Required action. Please count the lines in the entries below that include the word "println", and give only the number.

───── Recorded information

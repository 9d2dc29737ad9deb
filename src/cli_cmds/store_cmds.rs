use anyhow::{bail, Result};
use std::path::{Path, PathBuf};

use crate::app::Config;
use crate::catalog::Catalog;
use crate::controller::{Action, Controller, Outcome};
use crate::fetch::ImageFetcher;
use crate::session::SessionState;
use crate::store::LocalStore;
use crate::upload::upload_file;

pub fn cmd_download(name: &str, config: &Config, downloads_dir: Option<PathBuf>) -> Result<()> {
    let catalog = Catalog::builtin();
    let Some(record) = catalog.find(name).cloned() else {
        println!("No wallpaper named '{}'", name.trim());
        println!("See available names with: wallbrowse list");
        return Ok(());
    };

    let (connect_timeout, timeout) = config.timeouts();
    let fetcher = ImageFetcher::new(connect_timeout, timeout);
    let store = config.local_store(downloads_dir);
    let controller = Controller::new(&fetcher, &store);

    // A fresh session: only the file on disk says whether it was downloaded.
    let (state, _) = controller.dispatch(SessionState::new(), Action::Select(record));
    let (_, outcome) = controller.dispatch(state, Action::Download);

    if let Outcome::DownloadFailed(_) = outcome {
        bail!(outcome.message());
    }
    println!("{}", outcome.message());
    Ok(())
}

pub fn cmd_upload(path: &Path, store: &LocalStore) -> Result<()> {
    match upload_file(path, store) {
        Ok(saved) => {
            println!("Saved to {}", saved.display());
            Ok(())
        }
        Err(e) => bail!("Error uploading image: {}", e),
    }
}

──────────

Exercise result. 4